[GPU] Disable in-place crop when consumer is MVN requiring alignment (#35700)
### Description of the issue(symptom, root-cause, how it was resolved)
- Symptom: GPU inference produced incorrect results for an IR pattern
`Parameter → Slice → MVN(axis=-1)`. Compared to CPU, the max absolute
diff was ~2.97 (FP32).

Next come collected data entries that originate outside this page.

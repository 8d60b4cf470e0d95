//! Redis-backed cache for the two leaderboard views.
//!
//! The cache is advisory: every operation is wrapped so a transport failure
//! degrades to a miss or a no-op at the call site, never an error surfaced
//! to query callers. Keys:
//! - leaderboard:top              → serialized CachedLeaderboard
//! - leaderboard:top:{days}d      → time-range-filtered top view
//! - leaderboard:rising           → serialized CachedLeaderboard

use crate::error::{LeaderboardError, Result};
use crate::models::{CachedLeaderboard, LEADERBOARD_SCHEMA_VERSION};
use async_trait::async_trait;
use redis::aio::ConnectionManager;
use std::collections::HashMap;
use std::sync::Arc;
use tokio::sync::RwLock;
use tracing::{debug, warn};

pub const TOP_VIEW_KEY: &str = "leaderboard:top";
pub const RISING_VIEW_KEY: &str = "leaderboard:rising";
const KEY_PATTERN: &str = "leaderboard:*";

/// Cache key for the top view, optionally parameterized by a recency filter.
pub fn top_view_key(time_range_days: Option<i64>) -> String {
    match time_range_days {
        Some(days) => format!("{}:{}d", TOP_VIEW_KEY, days),
        None => TOP_VIEW_KEY.to_string(),
    }
}

/// Decode a cached payload, enforcing the schema version.
///
/// A payload that fails to parse or carries a different version is a forced
/// miss, never served as-is.
fn decode_view(json: &str) -> Option<CachedLeaderboard> {
    match serde_json::from_str::<CachedLeaderboard>(json) {
        Ok(cached) if cached.schema_version == LEADERBOARD_SCHEMA_VERSION => Some(cached),
        Ok(cached) => {
            warn!(
                found = cached.schema_version,
                expected = LEADERBOARD_SCHEMA_VERSION,
                "Cached leaderboard schema version mismatch, treating as miss"
            );
            None
        }
        Err(e) => {
            warn!(error = %e, "Cached leaderboard failed to deserialize, treating as miss");
            None
        }
    }
}

/// Cache seam consumed by the scoring job and the query service.
///
/// Production runs on the Redis-backed `LeaderboardCache`; tests and
/// cache-less local runs use `MemoryViewCache`. Implementations enforce
/// the schema-version rule: an incompatible payload reads as a miss.
#[async_trait]
pub trait ViewCache: Send + Sync {
    async fn get_view(&self, view_key: &str) -> Result<Option<CachedLeaderboard>>;
    async fn put_view(&self, view_key: &str, view: &CachedLeaderboard) -> Result<()>;
    async fn invalidate(&self, view_key: &str) -> Result<()>;
    async fn invalidate_all(&self) -> Result<()>;
}

/// Leaderboard view cache over a shared Redis connection.
#[derive(Clone)]
pub struct LeaderboardCache {
    client: Arc<ConnectionManager>,
    ttl_secs: u64,
}

impl LeaderboardCache {
    pub async fn new(redis_url: &str, ttl_secs: u64) -> Result<Self> {
        let client = redis::Client::open(redis_url)
            .map_err(|e| LeaderboardError::Cache(format!("Failed to create Redis client: {}", e)))?;

        let manager = ConnectionManager::new(client).await.map_err(|e| {
            LeaderboardError::Cache(format!("Failed to create Redis connection: {}", e))
        })?;

        Ok(Self {
            client: Arc::new(manager),
            ttl_secs,
        })
    }

    /// Check connection health.
    pub async fn ping(&self) -> Result<()> {
        redis::cmd("PING")
            .query_async::<_, String>(&mut self.client.as_ref().clone())
            .await
            .map_err(|e| {
                warn!("Redis PING failed: {}", e);
                LeaderboardError::Cache(format!("Redis health check failed: {}", e))
            })?;
        Ok(())
    }
}

#[async_trait]
impl ViewCache for LeaderboardCache {
    /// Fetch a cached view. `Ok(None)` covers both a plain miss and an
    /// incompatible payload; `Err` means the transport failed.
    async fn get_view(&self, view_key: &str) -> Result<Option<CachedLeaderboard>> {
        let value: Option<String> = redis::cmd("GET")
            .arg(view_key)
            .query_async(&mut self.client.as_ref().clone())
            .await
            .map_err(|e| {
                warn!("Redis GET failed for {}: {}", view_key, e);
                LeaderboardError::Cache(format!("Redis error: {}", e))
            })?;

        match value {
            Some(json) => match decode_view(&json) {
                Some(cached) => {
                    debug!("Cache hit for {}", view_key);
                    Ok(Some(cached))
                }
                None => Ok(None),
            },
            None => {
                debug!("Cache miss for {}", view_key);
                Ok(None)
            }
        }
    }

    /// Store a view with the configured TTL.
    async fn put_view(&self, view_key: &str, view: &CachedLeaderboard) -> Result<()> {
        let json = serde_json::to_string(view)?;

        redis::cmd("SETEX")
            .arg(view_key)
            .arg(self.ttl_secs)
            .arg(&json)
            .query_async::<_, ()>(&mut self.client.as_ref().clone())
            .await
            .map_err(|e| {
                warn!("Redis SETEX failed for {}: {}", view_key, e);
                LeaderboardError::Cache(format!("Redis error: {}", e))
            })?;

        debug!(
            "Cached {} entries at {} with TTL={}s",
            view.entries.len(),
            view_key,
            self.ttl_secs
        );
        Ok(())
    }

    /// Drop a single cached view.
    async fn invalidate(&self, view_key: &str) -> Result<()> {
        redis::cmd("DEL")
            .arg(view_key)
            .query_async::<_, ()>(&mut self.client.as_ref().clone())
            .await
            .map_err(|e| {
                warn!("Redis DEL failed for {}: {}", view_key, e);
                LeaderboardError::Cache(format!("Redis error: {}", e))
            })?;
        Ok(())
    }

    /// Drop every leaderboard view, including parameterized top views.
    ///
    /// Called once at the end of every successful scoring run. Uses SCAN
    /// instead of KEYS to avoid blocking Redis.
    async fn invalidate_all(&self) -> Result<()> {
        let mut cursor: u64 = 0;
        let mut total_deleted = 0;

        loop {
            let (next_cursor, keys): (u64, Vec<String>) = redis::cmd("SCAN")
                .arg(cursor)
                .arg("MATCH")
                .arg(KEY_PATTERN)
                .arg("COUNT")
                .arg(100)
                .query_async(&mut self.client.as_ref().clone())
                .await
                .map_err(|e| {
                    warn!("Redis SCAN failed for {}: {}", KEY_PATTERN, e);
                    LeaderboardError::Cache(format!("Redis error: {}", e))
                })?;

            if !keys.is_empty() {
                redis::cmd("DEL")
                    .arg(&keys)
                    .query_async::<_, ()>(&mut self.client.as_ref().clone())
                    .await
                    .map_err(|e| {
                        warn!("Redis DEL failed: {}", e);
                        LeaderboardError::Cache(format!("Redis error: {}", e))
                    })?;
                total_deleted += keys.len();
            }

            cursor = next_cursor;
            if cursor == 0 {
                break;
            }
        }

        debug!("Invalidated {} leaderboard cache entries", total_deleted);
        Ok(())
    }
}

/// In-process view cache for tests and cache-less local runs.
///
/// Entries live until invalidated; the advisory-cache semantics and the
/// schema-version forced miss match the Redis implementation.
#[derive(Default)]
pub struct MemoryViewCache {
    views: RwLock<HashMap<String, CachedLeaderboard>>,
}

impl MemoryViewCache {
    pub fn new() -> Self {
        Self::default()
    }
}

#[async_trait]
impl ViewCache for MemoryViewCache {
    async fn get_view(&self, view_key: &str) -> Result<Option<CachedLeaderboard>> {
        Ok(self
            .views
            .read()
            .await
            .get(view_key)
            .filter(|view| view.schema_version == LEADERBOARD_SCHEMA_VERSION)
            .cloned())
    }

    async fn put_view(&self, view_key: &str, view: &CachedLeaderboard) -> Result<()> {
        self.views
            .write()
            .await
            .insert(view_key.to_string(), view.clone());
        Ok(())
    }

    async fn invalidate(&self, view_key: &str) -> Result<()> {
        self.views.write().await.remove(view_key);
        Ok(())
    }

    async fn invalidate_all(&self) -> Result<()> {
        self.views.write().await.clear();
        Ok(())
    }
}

#[cfg(test)]
mod tests {
    use super::*;
    use crate::models::CachedLeaderboard;

    #[test]
    fn top_view_key_encodes_time_range() {
        assert_eq!(top_view_key(None), "leaderboard:top");
        assert_eq!(top_view_key(Some(7)), "leaderboard:top:7d");
    }

    #[test]
    fn decode_accepts_current_schema_version() {
        let view = CachedLeaderboard::new(Vec::new());
        let json = serde_json::to_string(&view).unwrap();
        let decoded = decode_view(&json).unwrap();
        assert_eq!(decoded.schema_version, LEADERBOARD_SCHEMA_VERSION);
        assert!(decoded.entries.is_empty());
    }

    #[test]
    fn decode_rejects_stale_schema_version() {
        let mut view = CachedLeaderboard::new(Vec::new());
        view.schema_version = LEADERBOARD_SCHEMA_VERSION + 1;
        let json = serde_json::to_string(&view).unwrap();
        assert!(decode_view(&json).is_none());
    }

    #[test]
    fn decode_rejects_garbage_payload() {
        assert!(decode_view("not json").is_none());
        assert!(decode_view("{\"unexpected\":true}").is_none());
    }
}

Inspecting the MVN output buffer showed that only
the first row was correct; rows 1..N contained garbage (data read from
outside the intended sub-view).
- Root cause: Two GPU graph optimizations have conflicting assumptions
about the MVN input buffer layout:
- `crop_in_place_optimization` rewrites the crop (Slice) so that its
output is a **strided sub-view** of the parent buffer (e.g.
`BATCH_PITCH=1280` for `[1,2,2,32]` cropped from `[3,4,5,64]`).
- The MVN OCL impl's `static_canonicalize_shapes` flattens the input
shape (e.g. `[1,2,2,32] → [4,1,1,32]`) and the kernel reads with pitches
computed for that contiguous flattened shape (`BATCH_PITCH=32`). The two
pitch sets disagree, so only row 0 lands on valid memory.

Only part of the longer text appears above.